── Listed records

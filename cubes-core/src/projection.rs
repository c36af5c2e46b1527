/// Perspective camera and projection utilities
use nalgebra::{Matrix4, Point3, Vector3, Vector4};

use crate::config::CameraConfig;

/// A vertex after projection into drawing-buffer space
#[derive(Debug, Clone, Copy, PartialEq)]
pub struct ScreenPoint {
    pub x: f32,
    pub y: f32,
    /// Normalised device depth in `[-1, 1]`, smaller is closer
    pub depth: f32,
}

/// Perspective camera. `fov` is the vertical field of view in degrees.
#[derive(Debug, Clone)]
pub struct Camera {
    pub position: Point3<f32>,
    pub target: Point3<f32>,
    pub up: Vector3<f32>,
    pub fov: f32,
    pub aspect: f32,
    pub near: f32,
    pub far: f32,
    projection: Matrix4<f32>,
}

impl Camera {
    pub fn new(fov: f32, aspect: f32, near: f32, far: f32) -> Self {
        let mut camera = Self {
            position: Point3::origin(),
            target: Point3::new(0.0, 0.0, -1.0),
            up: Vector3::y(),
            fov,
            aspect,
            near,
            far,
            projection: Matrix4::identity(),
        };
        camera.update_projection_matrix();
        camera
    }

    pub fn from_config(config: &CameraConfig) -> Self {
        let mut camera = Self::new(config.fov, config.aspect, config.near, config.far);
        camera.position = Point3::from(config.position);
        camera.target = Point3::from(config.target);
        camera
    }

    /// Set a new aspect ratio and rebuild the projection.
    pub fn set_aspect(&mut self, aspect: f32) {
        self.aspect = aspect;
        self.update_projection_matrix();
    }

    /// Rebuild the cached projection from `fov`, `aspect`, `near` and `far`.
    pub fn update_projection_matrix(&mut self) {
        self.projection =
            Matrix4::new_perspective(self.aspect, self.fov.to_radians(), self.near, self.far);
    }

    /// Create the view matrix (camera transformation)
    pub fn view_matrix(&self) -> Matrix4<f32> {
        Matrix4::look_at_rh(&self.position, &self.target, &self.up)
    }

    pub fn projection_matrix(&self) -> &Matrix4<f32> {
        &self.projection
    }

    pub fn view_projection(&self) -> Matrix4<f32> {
        self.projection * self.view_matrix()
    }

    /// Homogeneous clip-space position of a world-space point
    pub fn clip_space(view_projection: &Matrix4<f32>, point: &Point3<f32>) -> Vector4<f32> {
        view_projection * point.to_homogeneous()
    }

    /// Perspective divide and viewport mapping into a `width` x `height`
    /// pixel buffer whose origin is the top-left corner.
    ///
    /// Returns `None` for positions on or behind the camera plane.
    pub fn clip_to_screen(clip: &Vector4<f32>, width: u32, height: u32) -> Option<ScreenPoint> {
        // Prevent division by near-zero depth values
        if clip.w < 1e-6 {
            return None;
        }

        let ndc_x = clip.x / clip.w;
        let ndc_y = clip.y / clip.w;

        Some(ScreenPoint {
            x: (ndc_x + 1.0) * 0.5 * width as f32,
            y: (1.0 - ndc_y) * 0.5 * height as f32,
            depth: clip.z / clip.w,
        })
    }

    /// Project a world-space point straight into a pixel buffer.
    pub fn project_to_screen(
        view_projection: &Matrix4<f32>,
        point: &Point3<f32>,
        width: u32,
        height: u32,
    ) -> Option<ScreenPoint> {
        Self::clip_to_screen(&Self::clip_space(view_projection, point), width, height)
    }
}

impl Default for Camera {
    fn default() -> Self {
        Self::from_config(&CameraConfig::default())
    }
}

────

In the entries above, find each line with the word "struct" and return it.

■ Answer to this exercise
pub struct ScreenPoint {
pub struct Camera {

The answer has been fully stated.